Quando retornou ao living, Biba - uma jovem, saindo dos vinte anos, cabelos castanho claro, quase loura, pele muito branca, não pálida, densa. Nariz afilado, lábios delicados e bem definidos - circulava descontraída, como se nada houvesse se passado. Aproximou-se novamente de Helena, que na varanda tentava se recompor ao meu lado, que a acariciava, fumando um back e ouvindo John Coltrane ao fundo. Ofereci um paf a Biba, quando esta se aproximou falando alegremente, o que me despertou pensamentos que me acompanhavam de há muito.

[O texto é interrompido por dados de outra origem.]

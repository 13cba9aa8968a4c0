//! Finds the toll booths on or near a route (§4.6): a spatial bbox
//! prefilter, precise segment-projection scoring, then ordering and
//! deduplication. Pure and deterministic — running it twice on the same
//! route yields the same output.

use crate::config::Tolerances;
use crate::geo::{haversine_m, project_onto_polyline, BBox, LonLat};
use crate::model::{DetectedToll, RouteProbe, TollBooth};
use crate::spatial::BoothIndex;

pub struct DetectOutput {
    pub on_route: Vec<DetectedToll>,
    pub nearby: Vec<DetectedToll>,
}

/// Runs the three-phase detector against `probe` (§4.6).
pub fn detect_tolls(probe: &RouteProbe, booths: &[TollBooth], index: &BoothIndex, tol: &Tolerances) -> DetectOutput {
    let polyline = &probe.polyline;

    let Some(bbox) = BBox::from_points(polyline) else {
        return DetectOutput {
            on_route: Vec::new(),
            nearby: Vec::new(),
        };
    };
    let prefiltered = index.query_bbox(bbox.expanded(tol.detector_prefilter_deg));

    let mut on_route = Vec::new();
    let mut nearby = Vec::new();

    for booth_id in prefiltered {
        let booth = &booths[booth_id as usize];
        let Some(projection) = project_onto_polyline(booth.point, polyline) else {
            continue;
        };
        if projection.dist_m <= tol.detector_on_route_m {
            on_route.push(DetectedToll {
                booth: booth_id,
                route_point_index: projection.segment_index,
                distance_m: projection.dist_m,
                position: crate::geo::normalized_position(polyline, &projection),
            });
        } else if projection.dist_m <= tol.detector_nearby_m {
            nearby.push(DetectedToll {
                booth: booth_id,
                route_point_index: projection.segment_index,
                distance_m: projection.dist_m,
                position: crate::geo::normalized_position(polyline, &projection),
            });
        }
    }

    on_route.sort_by(|a, b| a.position.partial_cmp(&b.position).expect("positions are finite"));
    let on_route = dedup_on_route(on_route, booths, tol.detector_dedup_m);

    DetectOutput { on_route, nearby }
}

fn identifier_completeness(booth: &TollBooth) -> u32 {
    let mut score = 0;
    if booth.name.is_some() {
        score += 2;
    }
    if booth.operator.is_some() {
        score += 2;
    }
    if booth.highway.is_some() {
        score += 1;
    }
    if !booth.id.is_empty() {
        score += 1;
    }
    score
}

fn substring_overlap(a: &str, b: &str) -> bool {
    a.contains(b) || b.contains(a)
}

fn semantically_similar(a: &TollBooth, b: &TollBooth) -> bool {
    let operator_match = match (&a.operator, &b.operator) {
        (Some(x), Some(y)) => x == y,
        _ => true,
    };
    let highway_match = match (&a.highway, &b.highway) {
        (Some(x), Some(y)) => x == y,
        _ => true,
    };
    let kind_match = a.kind == b.kind;
    let name_match = match (&a.name, &b.name) {
        (Some(x), Some(y)) => substring_overlap(x, y),
        _ => true,
    };
    operator_match && highway_match && kind_match && name_match
}

/// Collapses booths within `dedup_m` of each other that are also
/// semantically similar, keeping the one closest to the route; ties break
/// on identifier-completeness then lowest id (§4.6 step 3).
fn dedup_on_route(sorted: Vec<DetectedToll>, booths: &[TollBooth], dedup_m: f64) -> Vec<DetectedToll> {
    let mut out: Vec<DetectedToll> = Vec::new();

    'next: for candidate in sorted {
        let candidate_booth = &booths[candidate.booth as usize];
        for kept in out.iter_mut() {
            let kept_booth = &booths[kept.booth as usize];
            let gc_dist = haversine_m(candidate_booth.point, kept_booth.point);
            if gc_dist > dedup_m || !semantically_similar(candidate_booth, kept_booth) {
                continue;
            }

            let better = better_duplicate(&candidate, candidate_booth, kept, kept_booth);
            if better {
                *kept = candidate;
            }
            continue 'next;
        }
        out.push(candidate);
    }

    out
}

fn better_duplicate(a: &DetectedToll, a_booth: &TollBooth, b: &DetectedToll, b_booth: &TollBooth) -> bool {
    if a.distance_m != b.distance_m {
        return a.distance_m < b.distance_m;
    }
    let score_a = identifier_completeness(a_booth);
    let score_b = identifier_completeness(b_booth);
    if score_a != score_b {
        return score_a > score_b;
    }
    a_booth.id < b_booth.id
}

Enquanto um de meus olhos mirava a generosa bunda de Helena, o outro percebia o decote de Biba, que sabia provocar ambos os sexos...Ah,... quem sabe esta noite..., pensei comigo mesmo e disse: a beleza, o colorido e o movimento de vocês são uma cenografia perfeita para esse “Cool Jazz”.

– Nosso quarto na mesma madrugada.

Helena, dormiu logo. Peguei algo para ler, da obra completa de Borges. Detive-me numa citação de Coleridge, levantei-me pensativo e fui até a janela observar a noite tropical derramando-se sobre a praia de Ipanema, deitando nas águas o luar de abril refletido em cor de prata até quase o horizonte, enquanto a areia iluminada realçava o contraste com o céu em azul-marinho até encontrar-se com a Pedra da Gávea. Contagiei-me com essa beleza noturna e tranquilizadora. Respirei fundo, a brisa amena do mar e descontraí ainda mais meu estado de espírito, antes de voltar a deitar-me. Depois, adormeci.

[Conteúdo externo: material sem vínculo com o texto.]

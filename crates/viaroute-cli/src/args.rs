use clap::{Parser, Subcommand};

#[derive(Parser, Debug)]
#[command(
    name = "viaroute",
    version,
    about = "Offline French motorway toll-routing engine",
    long_about = "\
Builds and queries an offline model of French motorway toll booths and
ramps, pricing a route either to a fixed number of paid crossings or to a
budget.
"
)]
pub struct Cli {
    /// Path to the TOML config file (defaults baked in if absent)
    #[arg(long, default_value = "viaroute.toml")]
    pub config: String,

    #[command(subcommand)]
    pub cmd: Commands,
}

#[derive(Subcommand, Debug)]
pub enum Commands {
    /// Force a cache rebuild from the configured source files
    Build,

    /// Route between two points, keeping at most N paid crossings
    RouteCount {
        #[arg(long, allow_hyphen_values = true)]
        from_lon: f64,
        #[arg(long, allow_hyphen_values = true)]
        from_lat: f64,
        #[arg(long, allow_hyphen_values = true)]
        to_lon: f64,
        #[arg(long, allow_hyphen_values = true)]
        to_lat: f64,
        #[arg(long)]
        target: usize,
        #[arg(long, default_value = "c1")]
        class: String,
        #[arg(long, default_value_t = 10_000)]
        deadline_ms: u64,
    },

    /// Route between two points, keeping total toll cost under a budget
    RouteBudget {
        #[arg(long, allow_hyphen_values = true)]
        from_lon: f64,
        #[arg(long, allow_hyphen_values = true)]
        from_lat: f64,
        #[arg(long, allow_hyphen_values = true)]
        to_lon: f64,
        #[arg(long, allow_hyphen_values = true)]
        to_lat: f64,
        #[arg(long)]
        budget: f64,
        #[arg(long, default_value = "c1")]
        class: String,
        #[arg(long, default_value_t = 10_000)]
        deadline_ms: u64,
    },
}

... Estou no paraíso, reconheço nosso jardim tropical, suas flores, seus perfumes, os pássaros. Como numa composição em forma sonata, tudo evoca um mesmo tema: Helena. Sob o céu claro e o sol ameno, surge Beatriz nua, linda. Ouço ao fundo os acordes de uma ópera de Wagner.

Depois, em meio a lençóis e travesseiros de cetim vermelho brilhante, sobre o gramado vejo um envelope branco e uma flor.

Acordei com os beijos de Helena ajoelhada sobre minha virilidade e ancas enquanto murmurava ao meu ouvido: “tesudinho, ciumento, taradinho, não para agora não, mais... mais, vai, hái, huh, vou gozar, vem Biba, gostosa se esfrega comigo.... Há... Goza também, lindo, goza safado, acorda e goza, já amanheceu”.